*** Block opens ***

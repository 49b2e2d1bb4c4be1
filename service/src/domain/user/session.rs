//! [`Session`] definitions.

use std::str::FromStr;

#[cfg(doc)]
use common::DateTime;
use common::DateTimeOf;
use derive_more::{AsRef, Display, Error};
use serde::{Deserialize, Serialize};

use crate::domain::user;

/// Claims of a JSON Web Token issued by the external identity provider.
#[derive(Clone, Copy, Debug, Deserialize, Serialize)]
pub struct Session {
    /// ID of the authenticated user.
    pub user_id: user::Id,

    /// [`DateTime`] after which the token is rejected.
    #[serde(rename = "exp", with = "common::datetime::serde::unix_timestamp")]
    pub expires_at: ExpirationDateTime,
}

/// Compact JSON Web Token carrying the [`Session`] claims.
///
/// Only its shape is checked on parsing: the signature and the claims are
/// verified when the [`Session`] is authorized.
#[derive(AsRef, Clone, Debug, Display)]
pub struct Token(String);

/// [`Token`] which is not a `header.payload.signature` triple of base64url
/// segments.
#[derive(Clone, Copy, Debug, Display, Error)]
#[display("malformed JSON Web Token")]
pub struct MalformedToken;

impl FromStr for Token {
    type Err = MalformedToken;

    fn from_str(s: &str) -> Result<Self, Self::Err> {
        let segments = s.split('.').collect::<Vec<_>>();
        let base64url = |seg: &&str| {
            !seg.is_empty()
                && seg
                    .bytes()
                    .all(|b| b.is_ascii_alphanumeric() || b == b'-' || b == b'_')
        };
        if segments.len() == 3 && segments.iter().all(base64url) {
            Ok(Self(s.to_owned()))
        } else {
            Err(MalformedToken)
        }
    }
}

/// Marker of a [`Session`] expiration moment.
#[derive(Clone, Copy, Debug)]
pub struct Expiration;

/// [`DateTime`] of a [`Session`] expiration.
pub type ExpirationDateTime = DateTimeOf<(Session, Expiration)>;

#[cfg(test)]
mod spec {
    use super::Token;

    #[test]
    fn parses_compact_tokens_only() {
        assert!("eyJhbGciOiJIUzI1NiJ9.eyJleHAiOjB9.c2lnbmF0dXJl"
            .parse::<Token>()
            .is_ok());

        for malformed in ["", "abc", "a.b", "a..c", "a.b.c.d", "a.b.c=", "a b.c.d"]
        {
            assert!(malformed.parse::<Token>().is_err(), "{malformed}");
        }
    }
}
//! Infrastructure layer.

pub mod database;
pub mod notification;
pub mod payment;

#[cfg(test)]
pub use self::database::Memory;
pub use self::{
    database::Database, notification::Dispatcher, payment::Gateway,
};
#[cfg(feature = "postgres")]
pub use self::database::{postgres, Postgres};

*** Block closes ***

• Task statement: The lines above from the one containing "verified when the" through the one containing "Ok(Self(s.to_owned()))" are to be set down exactly, and no others.

• Result for this task:
/// verified when the [`Session`] is authorized.
#[derive(AsRef, Clone, Debug, Display)]
pub struct Token(String);

/// [`Token`] which is not a `header.payload.signature` triple of base64url
/// segments.
#[derive(Clone, Copy, Debug, Display, Error)]
#[display("malformed JSON Web Token")]
pub struct MalformedToken;

impl FromStr for Token {
    type Err = MalformedToken;

    fn from_str(s: &str) -> Result<Self, Self::Err> {
        let segments = s.split('.').collect::<Vec<_>>();
        let base64url = |seg: &&str| {
            !seg.is_empty()
                && seg
                    .bytes()
                    .all(|b| b.is_ascii_alphanumeric() || b == b'-' || b == b'_')
        };
        if segments.len() == 3 && segments.iter().all(base64url) {
            Ok(Self(s.to_owned()))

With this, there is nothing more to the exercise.